Task objective
From the line containing "use serde::Deserialize;" down to the last line of the records below, restate each line word for word and leave out the rest.
-- Source information follows --
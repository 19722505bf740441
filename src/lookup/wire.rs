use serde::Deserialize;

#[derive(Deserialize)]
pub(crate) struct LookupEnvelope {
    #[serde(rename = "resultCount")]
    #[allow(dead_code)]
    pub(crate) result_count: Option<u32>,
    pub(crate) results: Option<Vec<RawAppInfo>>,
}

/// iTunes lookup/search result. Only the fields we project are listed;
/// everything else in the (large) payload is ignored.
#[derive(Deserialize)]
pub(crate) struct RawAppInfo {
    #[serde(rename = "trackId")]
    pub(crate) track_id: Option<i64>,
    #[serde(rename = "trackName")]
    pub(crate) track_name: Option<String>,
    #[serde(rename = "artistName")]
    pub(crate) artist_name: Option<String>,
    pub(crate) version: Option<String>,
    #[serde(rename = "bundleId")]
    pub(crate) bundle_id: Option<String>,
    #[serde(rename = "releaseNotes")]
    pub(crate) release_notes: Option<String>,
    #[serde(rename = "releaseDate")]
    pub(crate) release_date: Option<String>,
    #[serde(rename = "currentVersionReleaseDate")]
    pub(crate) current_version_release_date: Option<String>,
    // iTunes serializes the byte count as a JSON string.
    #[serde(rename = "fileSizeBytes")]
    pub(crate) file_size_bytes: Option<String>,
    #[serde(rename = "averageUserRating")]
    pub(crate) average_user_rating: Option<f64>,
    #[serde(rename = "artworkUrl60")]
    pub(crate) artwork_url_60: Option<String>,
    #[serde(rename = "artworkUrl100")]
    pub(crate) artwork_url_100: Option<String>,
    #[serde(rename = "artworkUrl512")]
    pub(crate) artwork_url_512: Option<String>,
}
-- Source information concluded --
Task output
use serde::Deserialize;

#[derive(Deserialize)]
pub(crate) struct LookupEnvelope {
    #[serde(rename = "resultCount")]
    #[allow(dead_code)]
    pub(crate) result_count: Option<u32>,
    pub(crate) results: Option<Vec<RawAppInfo>>,
}

/// iTunes lookup/search result. Only the fields we project are listed;
/// everything else in the (large) payload is ignored.
#[derive(Deserialize)]
pub(crate) struct RawAppInfo {
    #[serde(rename = "trackId")]
    pub(crate) track_id: Option<i64>,
    #[serde(rename = "trackName")]
    pub(crate) track_name: Option<String>,
    #[serde(rename = "artistName")]
    pub(crate) artist_name: Option<String>,
    pub(crate) version: Option<String>,
    #[serde(rename = "bundleId")]
    pub(crate) bundle_id: Option<String>,
    #[serde(rename = "releaseNotes")]
    pub(crate) release_notes: Option<String>,
    #[serde(rename = "releaseDate")]
    pub(crate) release_date: Option<String>,
    #[serde(rename = "currentVersionReleaseDate")]
    pub(crate) current_version_release_date: Option<String>,
    // iTunes serializes the byte count as a JSON string.
    #[serde(rename = "fileSizeBytes")]
    pub(crate) file_size_bytes: Option<String>,
    #[serde(rename = "averageUserRating")]
    pub(crate) average_user_rating: Option<f64>,
    #[serde(rename = "artworkUrl60")]
    pub(crate) artwork_url_60: Option<String>,
    #[serde(rename = "artworkUrl100")]
    pub(crate) artwork_url_100: Option<String>,
    #[serde(rename = "artworkUrl512")]
    pub(crate) artwork_url_512: Option<String>,
}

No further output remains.